(Task item) Whenever the word "first" appears in a line of the listing, copy that line.

(Task input)
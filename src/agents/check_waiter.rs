use crate::error::{PipupError, Result};
use crate::repository::{RemoteRepository, WorkflowRun};
use crate::settings::Settings;
use std::collections::HashMap;
use std::time::Duration;

const SUCCESS: &str = "success";
const PULL_REQUEST_EVENT: &str = "pull_request";

/// Source of waiting between polls.
pub trait Clock {
    fn sleep(&self, duration: Duration);
}

pub struct SystemClock;

impl Clock for SystemClock {
    fn sleep(&self, duration: Duration) {
        std::thread::sleep(duration);
    }
}

/// How long and how often to poll. `timeout: None` waits indefinitely.
#[derive(Debug, Clone, Copy, PartialEq, Eq)]
pub struct WaitPolicy {
    pub interval: Duration,
    pub timeout: Option<Duration>,
}

impl Default for WaitPolicy {
    fn default() -> Self {
        Self {
            interval: Duration::from_secs(5),
            timeout: None,
        }
    }
}

impl WaitPolicy {
    pub fn from_settings(settings: &Settings) -> Self {
        Self {
            interval: settings.check_interval(),
            timeout: settings.check_timeout(),
        }
    }
}

#[derive(Debug, Clone, PartialEq, Eq)]
pub enum CheckVerdict {
    Passed,
    /// Names of the required checks that concluded with anything but success.
    Failed(Vec<String>),
}

/// Polls workflow runs until every required check attached to a pull
/// request has concluded.
pub struct CheckWaiter<'a> {
    remote: &'a dyn RemoteRepository,
    clock: &'a dyn Clock,
    policy: WaitPolicy,
}

impl<'a> CheckWaiter<'a> {
    pub fn new(remote: &'a dyn RemoteRepository, clock: &'a dyn Clock, policy: WaitPolicy) -> Self {
        Self {
            remote,
            clock,
            policy,
        }
    }

    pub fn wait(&self, branch: &str, pull_request: u64, required: &[String]) -> Result<CheckVerdict> {
        if required.is_empty() {
            tracing::info!("No required checks configured");
            return Ok(CheckVerdict::Passed);
        }

        let mut waited = Duration::ZERO;
        loop {
            let runs = self.remote.workflow_runs(branch)?;
            let conclusions = latest_conclusions(&runs, pull_request);

            let pending: Vec<&String> = required
                .iter()
                .filter(|name| {
                    !matches!(conclusions.get(&name.to_lowercase()), Some(Some(_)))
                })
                .collect();

            if pending.is_empty() {
                let failed: Vec<String> = required
                    .iter()
                    .filter(|name| {
                        !matches!(
                            conclusions.get(&name.to_lowercase()),
                            Some(Some(conclusion)) if *conclusion == SUCCESS
                        )
                    })
                    .cloned()
                    .collect();

                return Ok(if failed.is_empty() {
                    CheckVerdict::Passed
                } else {
                    CheckVerdict::Failed(failed)
                });
            }

            if let Some(timeout) = self.policy.timeout.filter(|timeout| waited >= *timeout) {
                return Err(PipupError::ChecksTimedOut(timeout));
            }

            tracing::debug!(
                "Waiting {:?} for {} check(s): {}",
                self.policy.interval,
                pending.len(),
                pending
                    .iter()
                    .map(|s| s.as_str())
                    .collect::<Vec<_>>()
                    .join(", ")
            );
            self.clock.sleep(self.policy.interval);
            waited += self.policy.interval;
        }
    }
}

/// Lower-cased run name to conclusion for runs triggered by the given pull
/// request. The API lists newest runs first, so the first run seen per name
/// wins; `None` means it is still in progress.
fn latest_conclusions(runs: &[WorkflowRun], pull_request: u64) -> HashMap<String, Option<&str>> {
    let mut conclusions = HashMap::new();
    for run in runs {
        if run.event != PULL_REQUEST_EVENT || !run.pull_requests.contains(&pull_request) {
            continue;
        }
        conclusions
            .entry(run.name.to_lowercase())
            .or_insert(run.conclusion.as_deref());
    }
    conclusions
}

#[cfg(test)]
mod tests {
    use super::*;
    use crate::repository::testing::{FakeRemote, run};
    use std::cell::RefCell;

    #[derive(Default)]
    struct FakeClock {
        sleeps: RefCell<Vec<Duration>>,
    }

    impl Clock for FakeClock {
        fn sleep(&self, duration: Duration) {
            self.sleeps.borrow_mut().push(duration);
        }
    }

    fn required(names: &[&str]) -> Vec<String> {
        names.iter().map(|s| s.to_string()).collect()
    }

    fn wait(remote: &FakeRemote, clock: &FakeClock, policy: WaitPolicy) -> Result<CheckVerdict> {
        CheckWaiter::new(remote, clock, policy).wait(
            "pipup-branch",
            42,
            &required(&["CI", "Lint"]),
        )
    }

    #[test]
    fn polls_until_every_required_check_concludes() {
        let remote = FakeRemote::new().with_runs(vec![
            vec![],
            vec![run("ci", None, 42), run("lint", Some("success"), 42)],
            vec![run("CI", Some("success"), 42), run("Lint", Some("success"), 42)],
        ]);
        let clock = FakeClock::default();

        let verdict = wait(&remote, &clock, WaitPolicy::default()).unwrap();

        assert_eq!(verdict, CheckVerdict::Passed);
        assert_eq!(remote.run_polls.get(), 3);
        assert_eq!(*clock.sleeps.borrow(), vec![Duration::from_secs(5); 2]);
    }

    #[test]
    fn reports_failed_checks() {
        let remote = FakeRemote::new().with_runs(vec![vec![
            run("CI", Some("failure"), 42),
            run("Lint", Some("success"), 42),
        ]]);
        let verdict = wait(&remote, &FakeClock::default(), WaitPolicy::default()).unwrap();
        assert_eq!(verdict, CheckVerdict::Failed(vec!["CI".to_string()]));
    }

    #[test]
    fn ignores_runs_of_other_pull_requests_and_events() {
        let mut push_run = run("Lint", Some("success"), 42);
        push_run.event = "push".to_string();
        let remote = FakeRemote::new().with_runs(vec![
            vec![run("CI", Some("success"), 7), push_run],
            vec![run("CI", Some("success"), 42), run("Lint", Some("success"), 42)],
        ]);
        let clock = FakeClock::default();

        assert_eq!(
            wait(&remote, &clock, WaitPolicy::default()).unwrap(),
            CheckVerdict::Passed
        );
        assert_eq!(clock.sleeps.borrow().len(), 1);
    }

    #[test]
    fn newest_run_wins() {
        let remote = FakeRemote::new().with_runs(vec![vec![
            run("CI", Some("success"), 42),
            run("CI", Some("failure"), 42),
            run("Lint", Some("success"), 42),
        ]]);
        assert_eq!(
            wait(&remote, &FakeClock::default(), WaitPolicy::default()).unwrap(),
            CheckVerdict::Passed
        );
    }

    #[test]
    fn times_out_against_policy() {
        let remote = FakeRemote::new().with_runs(vec![vec![run("CI", None, 42)]]);
        let clock = FakeClock::default();
        let policy = WaitPolicy {
            interval: Duration::from_secs(5),
            timeout: Some(Duration::from_secs(12)),
        };

        let err = wait(&remote, &clock, policy).unwrap_err();

        assert!(matches!(err, PipupError::ChecksTimedOut(t) if t == Duration::from_secs(12)));
        assert_eq!(clock.sleeps.borrow().len(), 3);
    }

    #[test]
    fn no_required_checks_pass_immediately() {
        let remote = FakeRemote::new();
        let verdict = CheckWaiter::new(&remote, &FakeClock::default(), WaitPolicy::default())
            .wait("pipup-branch", 42, &[])
            .unwrap();
        assert_eq!(verdict, CheckVerdict::Passed);
        assert_eq!(remote.run_polls.get(), 0);
    }
}
pub mod api;

use crate::error::{PipupError, Result};
use crate::repository::{RemoteRepository, WorkflowRun};
use base64::Engine;
use base64::engine::general_purpose::STANDARD as BASE64;
use reqwest::Method;
use reqwest::StatusCode;
use reqwest::blocking::{Client, RequestBuilder, Response};
use reqwest::header::LINK;
use serde::Serialize;
use serde::de::DeserializeOwned;
use std::time::Duration;

pub const DEFAULT_API_URL: &str = "https://api.github.com";
const PAGE_SIZE: &str = "100";
const MERGE_METHOD: &str = "rebase";

/// Thin blocking client for the GitHub REST API.
#[derive(Clone)]
pub struct GitHubClient {
    client: Client,
    api_base: String,
    token: Option<String>,
}

impl GitHubClient {
    pub fn new(api_base: impl Into<String>, token: Option<String>) -> Result<Self> {
        let client = Client::builder()
            .timeout(Duration::from_secs(30))
            .user_agent(concat!("pipup/", env!("CARGO_PKG_VERSION")))
            .build()
            .map_err(|e| PipupError::request("github client", e))?;

        Ok(Self {
            client,
            api_base: api_base.into().trim_end_matches('/').to_string(),
            token: token.filter(|t| !t.is_empty()),
        })
    }

    /// Reads `GITHUB_API_URL` and `GITHUB_TOKEN` from the environment.
    pub fn from_env() -> Result<Self> {
        let api_base =
            std::env::var("GITHUB_API_URL").unwrap_or_else(|_| DEFAULT_API_URL.to_string());
        Self::new(api_base, std::env::var("GITHUB_TOKEN").ok())
    }

    fn url(&self, path: &str) -> String {
        format!("{}/{}", self.api_base, path.trim_start_matches('/'))
    }

    fn request(&self, method: Method, url: &str) -> RequestBuilder {
        let builder = self
            .client
            .request(method, url)
            .header("Accept", "application/vnd.github+json");
        match &self.token {
            Some(token) => builder.header("Authorization", format!("token {token}")),
            None => builder,
        }
    }

    fn send(&self, builder: RequestBuilder, url: &str) -> Result<Response> {
        tracing::debug!("GitHub request: {url}");
        builder.send().map_err(|e| PipupError::request(url, e))
    }

    fn ensure_success(response: Response, url: &str) -> Result<Response> {
        let status = response.status();
        if status.is_success() {
            Ok(response)
        } else {
            Err(PipupError::Transport {
                url: url.to_string(),
                status: status.as_u16(),
            })
        }
    }

    fn decode<T: DeserializeOwned>(response: Response, url: &str) -> Result<T> {
        response
            .json::<T>()
            .map_err(|e| PipupError::invalid_response(url, e))
    }

    pub fn get_json<T: DeserializeOwned>(&self, path: &str, query: &[(&str, &str)]) -> Result<T> {
        let url = self.url(path);
        let response = self.send(self.request(Method::GET, &url).query(query), &url)?;
        Self::decode(Self::ensure_success(response, &url)?, &url)
    }

    /// Like [`get_json`](Self::get_json) but maps 404 to `None`.
    pub fn get_optional_json<T: DeserializeOwned>(
        &self,
        path: &str,
        query: &[(&str, &str)],
    ) -> Result<Option<T>> {
        let url = self.url(path);
        let response = self.send(self.request(Method::GET, &url).query(query), &url)?;
        if response.status() == StatusCode::NOT_FOUND {
            return Ok(None);
        }
        Self::decode(Self::ensure_success(response, &url)?, &url).map(Some)
    }

    /// Collects every page of a list endpoint by following `Link: rel="next"`.
    pub fn get_all_pages<T: DeserializeOwned>(
        &self,
        path: &str,
        query: &[(&str, &str)],
    ) -> Result<Vec<T>> {
        let mut url = self.url(path);
        let mut builder = self.request(Method::GET, &url).query(query);
        let mut items = Vec::new();

        loop {
            let response = Self::ensure_success(self.send(builder, &url)?, &url)?;
            let next = response
                .headers()
                .get(LINK)
                .and_then(|value| value.to_str().ok())
                .and_then(next_page_url);
            let page: Vec<T> = Self::decode(response, &url)?;
            items.extend(page);

            match next {
                Some(next) => {
                    url = next;
                    builder = self.request(Method::GET, &url);
                }
                None => return Ok(items),
            }
        }
    }

    pub fn send_json<B: Serialize, T: DeserializeOwned>(
        &self,
        method: Method,
        path: &str,
        body: &B,
    ) -> Result<T> {
        let url = self.url(path);
        let response = self.send(self.request(method, &url).json(body), &url)?;
        Self::decode(Self::ensure_success(response, &url)?, &url)
    }

    pub fn send_without_response<B: Serialize>(
        &self,
        method: Method,
        path: &str,
        body: Option<&B>,
    ) -> Result<()> {
        let url = self.url(path);
        let mut builder = self.request(method, &url);
        if let Some(body) = body {
            builder = builder.json(body);
        }
        Self::ensure_success(self.send(builder, &url)?, &url)?;
        Ok(())
    }

    /// Every tag of `org/repo`, as returned by the API (newest first).
    pub fn repository_tags(&self, org: &str, repo: &str) -> Result<Vec<api::Tag>> {
        self.get_all_pages(&format!("repos/{org}/{repo}/tags"), &[("per_page", PAGE_SIZE)])
    }

    pub fn repository_releases(&self, org: &str, repo: &str) -> Result<Vec<api::Release>> {
        self.get_all_pages(
            &format!("repos/{org}/{repo}/releases"),
            &[("per_page", PAGE_SIZE)],
        )
    }
}

/// Target of the `rel="next"` entry of a `Link` header, if any.
pub fn next_page_url(link: &str) -> Option<String> {
    link.split(',').find_map(|entry| {
        let (target, params) = entry.split_once(';')?;
        let is_next = params
            .split(';')
            .any(|param| param.trim().eq_ignore_ascii_case(r#"rel="next""#));
        let target = target.trim().strip_prefix('<')?.strip_suffix('>')?;
        is_next.then(|| target.to_string())
    })
}

/// [`RemoteRepository`] backed by one `owner/name` GitHub repository.
pub struct GitHubRepository {
    client: GitHubClient,
    repository: String,
}

impl GitHubRepository {
    pub fn new(client: GitHubClient, repository: impl Into<String>) -> Result<Self> {
        let repository = repository.into();
        let valid = repository
            .split_once('/')
            .is_some_and(|(owner, name)| {
                !owner.is_empty() && !name.is_empty() && !name.contains('/')
            });
        if !valid {
            return Err(PipupError::ProjectValidation(format!(
                "Repository must be in owner/name form, got '{repository}'"
            )));
        }
        Ok(Self { client, repository })
    }

    pub fn name(&self) -> &str {
        &self.repository
    }

    fn path(&self, suffix: &str) -> String {
        format!("repos/{}/{}", self.repository, suffix)
    }
}

impl RemoteRepository for GitHubRepository {
    fn default_branch(&self) -> Result<String> {
        let info: api::RepositoryInfo = self
            .client
            .get_json(&format!("repos/{}", self.repository), &[])?;
        Ok(info.default_branch)
    }

    fn branch_sha(&self, branch: &str) -> Result<Option<String>> {
        let head: Option<api::Ref> = self
            .client
            .get_optional_json(&self.path(&format!("git/ref/heads/{branch}")), &[])?;
        Ok(head.map(|r| r.object.sha))
    }

    fn create_ref(&self, name: &str, sha: &str) -> Result<()> {
        let _: serde_json::Value = self.client.send_json(
            Method::POST,
            &self.path("git/refs"),
            &api::CreateRef { name, sha },
        )?;
        Ok(())
    }

    fn delete_ref(&self, name: &str) -> Result<()> {
        let short = name.strip_prefix("refs/").unwrap_or(name);
        self.client.send_without_response::<()>(
            Method::DELETE,
            &self.path(&format!("git/refs/{short}")),
            None,
        )
    }

    fn file_sha(&self, path: &str, branch: &str) -> Result<Option<String>> {
        let info: Option<api::ContentInfo> = self
            .client
            .get_optional_json(&self.path(&format!("contents/{path}")), &[("ref", branch)])?;
        Ok(info.map(|i| i.sha))
    }

    fn put_file(
        &self,
        path: &str,
        branch: &str,
        contents: &str,
        message: &str,
        previous_sha: Option<&str>,
    ) -> Result<String> {
        let response: api::PutContentResponse = self.client.send_json(
            Method::PUT,
            &self.path(&format!("contents/{path}")),
            &api::PutContent {
                message,
                branch,
                content: BASE64.encode(contents.as_bytes()),
                sha: previous_sha,
            },
        )?;
        Ok(response.commit.sha)
    }

    fn create_pull_request(
        &self,
        title: &str,
        body: &str,
        head: &str,
        base: &str,
    ) -> Result<u64> {
        let pull: api::PullRequest = self.client.send_json(
            Method::POST,
            &self.path("pulls"),
            &api::CreatePullRequest {
                title,
                body,
                head,
                base,
            },
        )?;
        Ok(pull.number)
    }

    fn workflow_runs(&self, branch: &str) -> Result<Vec<WorkflowRun>> {
        let runs: api::RunList = self.client.get_json(
            &self.path("actions/runs"),
            &[("branch", branch), ("per_page", PAGE_SIZE)],
        )?;
        Ok(runs
            .workflow_runs
            .into_iter()
            .map(|run| WorkflowRun {
                name: run.name,
                event: run.event,
                conclusion: run.conclusion,
                pull_requests: run.pull_requests.into_iter().map(|p| p.number).collect(),
            })
            .collect())
    }

    fn merge_pull_request(&self, number: u64) -> Result<String> {
        let merged: api::MergeResponse = self.client.send_json(
            Method::PUT,
            &self.path(&format!("pulls/{number}/merge")),
            &api::MergeRequest {
                merge_method: MERGE_METHOD,
            },
        )?;
        Ok(merged.sha)
    }

    fn create_commit_comment(&self, sha: &str, body: &str) -> Result<()> {
        self.client.send_without_response(
            Method::POST,
            &self.path(&format!("commits/{sha}/comments")),
            Some(&api::CommentRequest { body }),
        )
    }

    fn tags(&self) -> Result<Vec<String>> {
        let (org, repo) = self
            .repository
            .split_once('/')
            .unwrap_or((self.repository.as_str(), ""));
        Ok(self
            .client
            .repository_tags(org, repo)?
            .into_iter()
            .map(|t| t.name)
            .collect())
    }
}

(Completed task)
/// request. The API lists newest runs first, so the first run seen per name
    /// Every tag of `org/repo`, as returned by the API (newest first).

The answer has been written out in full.